4. Il ressort des énonciations de l'ordonnance attaquée que, pour juger que la communauté d'agglomération Morlaix Agglomération avait méconnu ses obligations de publicité et de mise en concurrence, la juge des référés a estimé, après avoir relevé d'une part que le montant de l'offre toutes taxes comprises (TTC) de la société Les Recycleurs Bretons, attributaire désigné, figurant dans le rapport d'analyse des offres, correspondait au prix hors taxes (HT) indiqué par la société augmenté de la taxe sur la valeur ajoutée (TVA) au taux de 5,5 %, d'autre part que le pouvoir adjudicateur avait noté en commentaire du rapport d'analyse des offres que la société avait indiqué sur le détail quantitatif estimatif un taux de TVA de 10 %, que le pouvoir adjudicateur avait ainsi rectifié de lui-même l'offre de la société attributaire.
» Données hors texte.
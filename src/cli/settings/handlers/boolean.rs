//! Boolean setting handlers for on/off settings.

use crate::cli::settings::error::SettingError;
use crate::cli::settings::helpers::{format_bool, parse_bool, success_set};
use crate::cli::settings::SettingHandler;
use crate::core::config::data::Config;

/// Data-driven handler for boolean (on/off) settings.
pub struct BooleanHandler {
    key: &'static str,
    hint: &'static str,
    example: &'static str,
    default_display: &'static str,
    set_field: fn(&mut Config, Option<bool>),
}

impl SettingHandler for BooleanHandler {
    fn key(&self) -> &'static str {
        self.key
    }

    fn set(&self, args: &[String], config: &mut Config) -> Result<String, SettingError> {
        if args.is_empty() {
            return Err(SettingError::MissingArgs {
                hint: self.hint,
                example: self.example,
            });
        }

        let input = args.join(" ");
        let value = parse_bool(&input).ok_or(SettingError::InvalidBoolean(input))?;
        (self.set_field)(config, Some(value));
        Ok(success_set(self.key, format_bool(value)))
    }

    fn unset(&self, _arg: Option<&str>, config: &mut Config) -> Result<String, SettingError> {
        (self.set_field)(config, None);
        Ok(format!(
            "✅ Unset {} (will use default: {})",
            self.key, self.default_display
        ))
    }
}

/// Create a handler for the `do-sample` setting.
pub fn do_sample_handler() -> BooleanHandler {
    BooleanHandler {
        key: "do-sample",
        hint: "To choose sampling or greedy decoding, specify on or off:",
        example: "qllama set do-sample off",
        default_display: "on",
        set_field: |c, v| c.do_sample = v,
    }
}
//! Errors surfaced by the `run` and `say` commands.

use std::error::Error;
use std::fmt;
use std::io;

use crate::backend::BackendError;
use crate::core::error::ChatError;
use crate::core::generation::GenerationConfigError;

#[derive(Debug)]
pub enum CliError {
    /// The configuration file could not be loaded.
    Config(Box<dyn Error>),
    /// Configured or command-line generation parameters are invalid.
    Parameters(GenerationConfigError),
    /// The HTTP client could not be built.
    Backend(BackendError),
    /// Session setup, model load or generation failed.
    Chat(ChatError),
    /// Reading input or writing output failed.
    Io(io::Error),
}

impl CliError {
    /// Print the error to stderr with a hint where one helps.
    pub fn print(&self) {
        eprintln!("❌ {self}");
        match self {
            CliError::Chat(ChatError::UnknownModel { .. }) => {
                eprintln!("   Run 'qllama list' to see the available models.");
            }
            CliError::Chat(ChatError::ModelLoad { .. }) => {
                eprintln!("   Check the server with 'qllama config' (endpoint, device).");
            }
            CliError::Parameters(_) => {
                eprintln!("   Run 'qllama config' to review the stored defaults.");
            }
            _ => {}
        }
    }

    pub fn exit_code(&self) -> i32 {
        match self {
            CliError::Chat(err) => err.exit_code(),
            _ => 1,
        }
    }
}

impl fmt::Display for CliError {
    fn fmt(&self, f: &mut fmt::Formatter<'_>) -> fmt::Result {
        match self {
            CliError::Config(err) => write!(f, "Failed to load configuration: {err}"),
            CliError::Parameters(err) => write!(f, "Invalid generation parameters: {err}"),
            CliError::Backend(err) => write!(f, "Failed to set up backend: {err}"),
            CliError::Chat(err) => write!(f, "{err}"),
            CliError::Io(err) => write!(f, "Terminal I/O failed: {err}"),
        }
    }
}

impl Error for CliError {
    fn source(&self) -> Option<&(dyn Error + 'static)> {
        match self {
            CliError::Config(err) => Some(err.as_ref()),
            CliError::Parameters(err) => Some(err),
            CliError::Backend(err) => Some(err),
            CliError::Chat(err) => Some(err),
            CliError::Io(err) => Some(err),
        }
    }
}

impl From<GenerationConfigError> for CliError {
    fn from(err: GenerationConfigError) -> Self {
        CliError::Parameters(err)
    }
}

impl From<BackendError> for CliError {
    fn from(err: BackendError) -> Self {
        CliError::Backend(err)
    }
}

impl From<ChatError> for CliError {
    fn from(err: ChatError) -> Self {
        CliError::Chat(err)
    }
}

impl From<io::Error> for CliError {
    fn from(err: io::Error) -> Self {
        CliError::Io(err)
    }
}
En statuant ainsi, alors qu'il ressortait du rapport d'analyse des offres, qui portait la mention " analyse des offres après demande de précisions ", que le pouvoir adjudicateur avait retenu le taux de TVA légalement applicable après avoir demandé à la société Les Recycleurs Bretons de rectifier son offre sur ce point, la juge des référés du tribunal administratif de Rennes a dénaturé les pièces du dossier.
5. Il résulte de ce qui précède, et sans qu'il soit besoin de se prononcer sur les autres moyens du pourvoi, que l'ordonnance attaquée doit être annulée.
6. Il y a lieu, dans les circonstances de l'espèce, de régler l'affaire au titre de la procédure de référé engagée, en application des dispositions de l'article L. 821-2 du code de justice administrative.
7. En premier lieu, il résulte de ce qui a été dit au point 4 que la société Guyot Environnement n'est pas fondée à soutenir que le pouvoir adjudicateur aurait irrégulièrement rectifié d'office l'offre de la société attributaire en lui appliquant le taux de TVA légalement applicable.
8. En deuxième lieu, aux termes de l'article L. 2113-10 du code de la commande publique : " Les marchés sont passés en lots séparés, sauf si leur objet ne permet pas l'identification de prestations distinctes. / (...) " Aux termes de l'article L. 2113-11 du même code : " L'acheteur peut décider de ne pas allotir un marché dans l'un des cas suivants : / 1° Il n'est pas en mesure d'assurer par lui-même les missions d'organisation, de pilotage et de coordination ; / 2° La dévolution en lots séparés est de nature à restreindre la concurrence ou risque de rendre techniquement difficile ou financièrement plus coûteuse l'exécution des prestations. / Lorsqu'un acheteur décide de ne pas allotir le marché, il motive son choix en énonçant les considérations de droit et de fait qui constituent le fondement de sa décision ".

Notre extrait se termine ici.